### Task goal
Print nothing but the lines below starting at the line that holds "cache storage implementation." and ending at the line that holds "let conn = Connection::open(path)", including both, each exactly as written.

### Entries provided
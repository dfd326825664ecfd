//! The cache services, built once at startup and handed to screens.

use std::sync::Arc;

use color_eyre::Result;
use tracing::debug;

use crate::cache::{CacheStorage, Clock, SqliteStorage, SystemClock, TtlPolicy};
use crate::codex::CodexCacheService;
use crate::config::Config;
use crate::settlement::{MissingFieldPolicy, SettlementCacheService};

/// Every cache service over one shared store.
pub struct CacheServices<S: CacheStorage> {
  pub codex: Arc<CodexCacheService<S>>,
  pub settlements: Arc<SettlementCacheService<S>>,
}

impl<S: CacheStorage> CacheServices<S> {
  pub fn new(
    storage: Arc<S>,
    clock: Arc<dyn Clock>,
    ttl: TtlPolicy,
    missing_fields: MissingFieldPolicy,
  ) -> Self {
    Self {
      codex: Arc::new(CodexCacheService::new(
        Arc::clone(&storage),
        Arc::clone(&clock),
        ttl,
      )),
      settlements: Arc::new(SettlementCacheService::new(storage, clock, missing_fields)),
    }
  }
}

impl CacheServices<SqliteStorage> {
  /// Open the configured database and build the services on the wall clock.
  pub fn open(config: &Config) -> Result<Self> {
    let storage = match &config.database_path {
      Some(path) => SqliteStorage::open(path)?,
      None => SqliteStorage::open_default()?,
    };
    debug!(path = ?config.database_path, "Opened cache database");

    Ok(Self::new(
      Arc::new(storage),
      Arc::new(SystemClock),
      config.ttl.clone(),
      config.diff.missing_fields,
    ))
  }
}

impl<S: CacheStorage> Clone for CacheServices<S> {
  fn clone(&self) -> Self {
    Self {
      codex: Arc::clone(&self.codex),
      settlements: Arc::clone(&self.settlements),
    }
  }
}
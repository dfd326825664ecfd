//! HTTP client for the game server.

use std::time::Duration;

use color_eyre::{eyre::eyre, Result};
use reqwest::{header, Client};
use serde::{de::DeserializeOwned, Deserialize};
use tracing::debug;
use url::Url;

use crate::codex::types::{
  CharacterClass, Continent, Faction, Profession, Region, Resource, Settlement, Skill, Spell,
  Technology, WorldStatistics,
};
use crate::config::ApiConfig;
use crate::screen::{CharacterPosition, SettlementApi};
use crate::settlement::SettlementBuilding;

#[derive(Debug, Deserialize)]
struct ErrorBody {
  code: Option<String>,
  message: String,
}

/// Envelope every game server endpoint wraps its payload in.
#[derive(Debug, Deserialize)]
struct Envelope<T> {
  #[serde(default = "default_success")]
  success: bool,
  data: Option<T>,
  message: Option<String>,
  error: Option<ErrorBody>,
}

fn default_success() -> bool {
  true
}

impl<T> Envelope<T> {
  fn into_data(self, path: &str) -> Result<T> {
    if !self.success {
      let reason = match (self.error, self.message) {
        (Some(ErrorBody { code: Some(code), message }), _) => format!("{} ({})", message, code),
        (Some(ErrorBody { message, .. }), _) => message,
        (None, Some(message)) => message,
        (None, None) => "unknown error".to_string(),
      };
      return Err(eyre!("Game server rejected {}: {}", path, reason));
    }

    self
      .data
      .ok_or_else(|| eyre!("Game server returned no data for {}", path))
  }
}

/// Game server API client.
///
/// No retries; a failed request is handed to the cache layer, which decides
/// whether stale data can stand in.
#[derive(Clone)]
pub struct GameClient {
  client: Client,
  base: Url,
}

impl GameClient {
  pub fn new(config: &ApiConfig) -> Result<Self> {
    let client = Client::builder()
      .timeout(Duration::from_secs(config.timeout_secs))
      .build()
      .map_err(|e| eyre!("Failed to create HTTP client: {}", e))?;

    Ok(Self {
      client,
      base: base_url(&config.base_url)?,
    })
  }

  async fn get<T: DeserializeOwned>(&self, path: &str, query: &[(&str, String)]) -> Result<T> {
    let url = self
      .base
      .join(path)
      .map_err(|e| eyre!("Invalid endpoint {}: {}", path, e))?;
    debug!(%url, "GET");

    let response = self
      .client
      .get(url)
      .header(header::ACCEPT, "application/json")
      .query(query)
      .send()
      .await
      .map_err(|e| eyre!("Failed to request {}: {}", path, e))?
      .error_for_status()
      .map_err(|e| eyre!("Request to {} failed: {}", path, e))?;

    let envelope: Envelope<T> = response
      .json()
      .await
      .map_err(|e| eyre!("Failed to parse response from {}: {}", path, e))?;

    envelope.into_data(path)
  }

  // --------------------------------------------------------------------------
  // Codex
  // --------------------------------------------------------------------------

  pub async fn character_classes(&self) -> Result<Vec<CharacterClass>> {
    self.get("codex/mechanics/classes", &[]).await
  }

  pub async fn skills(&self) -> Result<Vec<Skill>> {
    self.get("codex/mechanics/skills", &[]).await
  }

  pub async fn spells(&self) -> Result<Vec<Spell>> {
    self.get("codex/mechanics/spells", &[]).await
  }

  pub async fn professions(&self) -> Result<Vec<Profession>> {
    self.get("codex/mechanics/professions", &[]).await
  }

  pub async fn technologies(&self) -> Result<Vec<Technology>> {
    self.get("codex/mechanics/technologies", &[]).await
  }

  pub async fn continents(&self) -> Result<Vec<Continent>> {
    self.get("codex/geography/continents", &[]).await
  }

  pub async fn regions(&self, continent_id: Option<i64>) -> Result<Vec<Region>> {
    let query: Vec<(&str, String)> = continent_id
      .map(|id| ("continentId", id.to_string()))
      .into_iter()
      .collect();
    self.get("codex/geography/regions", &query).await
  }

  pub async fn settlements(
    &self,
    region_id: Option<i64>,
    faction_id: Option<&str>,
  ) -> Result<Vec<Settlement>> {
    let mut query = Vec::new();
    if let Some(id) = region_id {
      query.push(("regionId", id.to_string()));
    }
    if let Some(id) = faction_id {
      query.push(("factionId", id.to_string()));
    }
    self.get("codex/geography/settlements", &query).await
  }

  pub async fn factions(&self) -> Result<Vec<Faction>> {
    self.get("codex/world/factions", &[]).await
  }

  pub async fn resources(&self) -> Result<Vec<Resource>> {
    self.get("codex/world/resources", &[]).await
  }

  pub async fn world_statistics(&self) -> Result<WorldStatistics> {
    self.get("codex/statistics/world", &[]).await
  }
}

impl SettlementApi for GameClient {
  async fn settlement(&self, settlement_id: i64) -> Result<Settlement> {
    self
      .get(&format!("settlements/{}", settlement_id), &[])
      .await
  }

  async fn settlement_buildings(&self, settlement_id: i64) -> Result<Vec<SettlementBuilding>> {
    self
      .get(&format!("settlements/{}/buildings", settlement_id), &[])
      .await
  }

  async fn character_positions(&self, settlement_id: i64) -> Result<Vec<CharacterPosition>> {
    self
      .get(
        &format!("settlements/{}/characters/detailed", settlement_id),
        &[],
      )
      .await
  }
}

/// Parse the configured base URL so relative endpoint paths join under it.
fn base_url(raw: &str) -> Result<Url> {
  let mut raw = raw.trim().to_string();
  if !raw.ends_with('/') {
    raw.push('/');
  }
  Url::parse(&raw).map_err(|e| eyre!("Invalid API base URL {}: {}", raw, e))
}
//! Cache storage trait and SQLite implementation.

use std::path::{Path, PathBuf};
use std::sync::{Mutex, MutexGuard};

use color_eyre::{eyre::eyre, Result};
use rusqlite::{params, Connection, OptionalExtension, Transaction};

use super::category::{Category, Table};
use super::clock::Timestamp;
use super::traits::Cacheable;

/// Freshness bookkeeping for one cache key.
#[derive(Debug, Clone, PartialEq, Eq)]
pub struct CacheMetadata {
  pub key: String,
  pub category: String,
  pub fetched_at: Timestamp,
  pub ttl_ms: i64,
}

impl CacheMetadata {
  pub fn is_fresh_at(&self, now: Timestamp) -> bool {
    now - self.fetched_at < self.ttl_ms
  }

  pub fn expires_at(&self) -> Timestamp {
    self.fetched_at.saturating_add(self.ttl_ms)
  }
}

/// Bookkeeping for a settlement's cached building layout.
#[derive(Debug, Clone, PartialEq, Eq)]
pub struct MapMetadata {
  pub settlement_id: i64,
  /// Fingerprint of the key fields of the cached layout
  pub building_hash: String,
  pub building_count: usize,
  pub last_updated: Timestamp,
}

/// Contents of one cache slot.
#[derive(Debug, Clone)]
pub struct CachedSlot<T> {
  /// The cached records in fetch order
  pub records: Vec<T>,
  /// When the newest row of the slot was written
  pub written_at: Option<Timestamp>,
}

impl<T> CachedSlot<T> {
  pub fn is_empty(&self) -> bool {
    self.records.is_empty()
  }
}

/// Row counts and fetch range across the whole store.
#[derive(Debug, Clone, Default)]
pub struct StoreStats {
  pub rows_by_table: Vec<(Table, usize)>,
  pub total_rows: usize,
  pub oldest_fetch: Option<Timestamp>,
  pub newest_fetch: Option<Timestamp>,
}

/// Trait for cache storage backends.
///
/// Every write that touches both a data table and a metadata table must be
/// all-or-nothing.
pub trait CacheStorage: Send + Sync {
  /// Read the rows of one slot, in the order they were written.
  fn load_slot<T: Cacheable>(&self, slot: &str) -> Result<CachedSlot<T>>;

  /// Read every row of `T`'s table regardless of slot.
  fn load_table<T: Cacheable>(&self) -> Result<Vec<T>>;

  /// Replace the rows of a slot and upsert its metadata entry in one write.
  fn replace_slot<T: Cacheable>(
    &self,
    slot: &str,
    records: &[T],
    metadata: &CacheMetadata,
  ) -> Result<()>;

  /// Insert or overwrite individual rows of a slot, keeping the others.
  fn upsert_records<T: Cacheable>(
    &self,
    slot: &str,
    records: &[T],
    written_at: Timestamp,
    metadata: Option<&CacheMetadata>,
  ) -> Result<()>;

  fn get_metadata(&self, key: &str) -> Result<Option<CacheMetadata>>;

  fn put_metadata(&self, metadata: &CacheMetadata) -> Result<()>;

  /// Returns whether an entry existed.
  fn delete_metadata(&self, key: &str) -> Result<bool>;

  fn list_metadata(&self) -> Result<Vec<CacheMetadata>>;

  /// Delete metadata entries whose TTL ran out at `now`. Rows are kept.
  fn delete_expired_metadata(&self, now: Timestamp) -> Result<usize>;

  /// Replace the building rows of a settlement and its map metadata in one write.
  fn replace_buildings<T: Cacheable>(
    &self,
    settlement_id: i64,
    records: &[T],
    metadata: &MapMetadata,
  ) -> Result<()>;

  fn get_map_metadata(&self, settlement_id: i64) -> Result<Option<MapMetadata>>;

  /// Drop the building rows and map metadata of a settlement.
  fn clear_settlement(&self, settlement_id: i64) -> Result<()>;

  /// Delete the category's metadata entries and clear its tables.
  fn clear_category(&self, category: Category) -> Result<()>;

  fn clear_all(&self) -> Result<()>;

  fn stats(&self) -> Result<StoreStats>;
}

/// Slot under which a settlement's buildings are stored.
pub fn building_slot(settlement_id: i64) -> String {
  settlement_id.to_string()
}

/// SQLite-based cache storage implementation.
pub struct SqliteStorage {
  conn: Mutex<Connection>,
}

impl SqliteStorage {
  /// Create a new SQLite storage at the default location.
  pub fn open_default() -> Result<Self> {
    Self::open(&Self::default_path()?)
  }

  /// Create a new SQLite storage at the given path.
  pub fn open(path: &Path) -> Result<Self> {
    // Ensure parent directory exists
    if let Some(parent) = path.parent() {
      std::fs::create_dir_all(parent)
        .map_err(|e| eyre!("Failed to create cache directory: {}", e))?;
    }

    let conn = Connection::open(path)
      .map_err(|e| eyre!("Failed to open cache database at {}: {}", path.display(), e))?;

    Self::with_connection(conn)
  }

  /// Create a storage that lives only as long as the process.
  pub fn in_memory() -> Result<Self> {
    let conn = Connection::open_in_memory()
      .map_err(|e| eyre!("Failed to open in-memory cache database: {}", e))?;
    Self::with_connection(conn)
  }

  fn with_connection(conn: Connection) -> Result<Self> {
    let storage = Self {
      conn: Mutex::new(conn),
    };
    storage.run_migrations()?;
    Ok(storage)
  }

  /// Get the default database path.
  pub fn default_path() -> Result<PathBuf> {
    let data_dir = dirs::data_dir()
      .or_else(|| dirs::home_dir().map(|p| p.join(".local/share")))
      .ok_or_else(|| eyre!("Could not determine data directory"))?;

    Ok(data_dir.join("meridian-cache").join("cache.db"))
  }

  fn lock(&self) -> Result<MutexGuard<'_, Connection>> {
    self.conn.lock().map_err(|e| eyre!("Lock poisoned: {}", e))
  }

  /// Run database migrations for cache tables.
  fn run_migrations(&self) -> Result<()> {
    let conn = self.lock()?;

    conn
      .execute_batch(CACHE_SCHEMA)
      .map_err(|e| eyre!("Failed to run cache migrations: {}", e))?;

    for table in Table::ALL {
      conn
        .execute_batch(&table_schema(table))
        .map_err(|e| eyre!("Failed to create table {}: {}", table.name(), e))?;
    }

    Ok(())
  }
}

/// Schema for metadata tables.
const CACHE_SCHEMA: &str = r#"
CREATE TABLE IF NOT EXISTS cache_metadata (
    key TEXT PRIMARY KEY,
    category TEXT NOT NULL,
    fetched_at INTEGER NOT NULL,
    ttl_ms INTEGER NOT NULL
);

CREATE INDEX IF NOT EXISTS idx_cache_metadata_category ON cache_metadata(category);

CREATE TABLE IF NOT EXISTS settlement_map_metadata (
    settlement_id INTEGER PRIMARY KEY,
    building_hash TEXT NOT NULL,
    building_count INTEGER NOT NULL,
    last_updated INTEGER NOT NULL
);
"#;

/// Schema shared by every category table (stores serialized JSON per row).
fn table_schema(table: Table) -> String {
  format!(
    "CREATE TABLE IF NOT EXISTS {name} (
        slot TEXT NOT NULL,
        record_id TEXT NOT NULL,
        position INTEGER NOT NULL,
        data BLOB NOT NULL,
        last_updated INTEGER NOT NULL,
        PRIMARY KEY (slot, record_id)
    );
    CREATE INDEX IF NOT EXISTS idx_{name}_slot ON {name}(slot, position);",
    name = table.name()
  )
}

/// Write rows into a slot starting at `first_position`.
///
/// Serialization happens row by row inside the transaction, so a failing
/// record aborts the whole write.
fn insert_rows<T: Cacheable>(
  tx: &Transaction<'_>,
  table: Table,
  slot: &str,
  records: &[T],
  first_position: i64,
  written_at: Timestamp,
) -> Result<()> {
  let sql = format!(
    "INSERT OR REPLACE INTO {} (slot, record_id, position, data, last_updated)
     VALUES (?, ?, ?, ?, ?)",
    table.name()
  );
  let mut stmt = tx
    .prepare(&sql)
    .map_err(|e| eyre!("Failed to prepare insert into {}: {}", table.name(), e))?;

  for (offset, record) in records.iter().enumerate() {
    let data =
      serde_json::to_vec(record).map_err(|e| eyre!("Failed to serialize record: {}", e))?;
    stmt
      .execute(params![
        slot,
        record.record_id(),
        first_position + offset as i64,
        data,
        written_at
      ])
      .map_err(|e| eyre!("Failed to store record in {}: {}", table.name(), e))?;
  }

  Ok(())
}

fn upsert_metadata(conn: &Connection, metadata: &CacheMetadata) -> Result<()> {
  conn
    .execute(
      "INSERT OR REPLACE INTO cache_metadata (key, category, fetched_at, ttl_ms)
       VALUES (?, ?, ?, ?)",
      params![
        metadata.key,
        metadata.category,
        metadata.fetched_at,
        metadata.ttl_ms
      ],
    )
    .map_err(|e| eyre!("Failed to update cache metadata: {}", e))?;
  Ok(())
}

fn metadata_from_row(row: &rusqlite::Row<'_>) -> rusqlite::Result<CacheMetadata> {
  Ok(CacheMetadata {
    key: row.get(0)?,
    category: row.get(1)?,
    fetched_at: row.get(2)?,
    ttl_ms: row.get(3)?,
  })
}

### Worked solution
/// SQLite-based cache storage implementation.
pub struct SqliteStorage {
  conn: Mutex<Connection>,
}

impl SqliteStorage {
  /// Create a new SQLite storage at the default location.
  pub fn open_default() -> Result<Self> {
    Self::open(&Self::default_path()?)
  }

  /// Create a new SQLite storage at the given path.
  pub fn open(path: &Path) -> Result<Self> {
    // Ensure parent directory exists
    if let Some(parent) = path.parent() {
      std::fs::create_dir_all(parent)
        .map_err(|e| eyre!("Failed to create cache directory: {}", e))?;
    }

    let conn = Connection::open(path)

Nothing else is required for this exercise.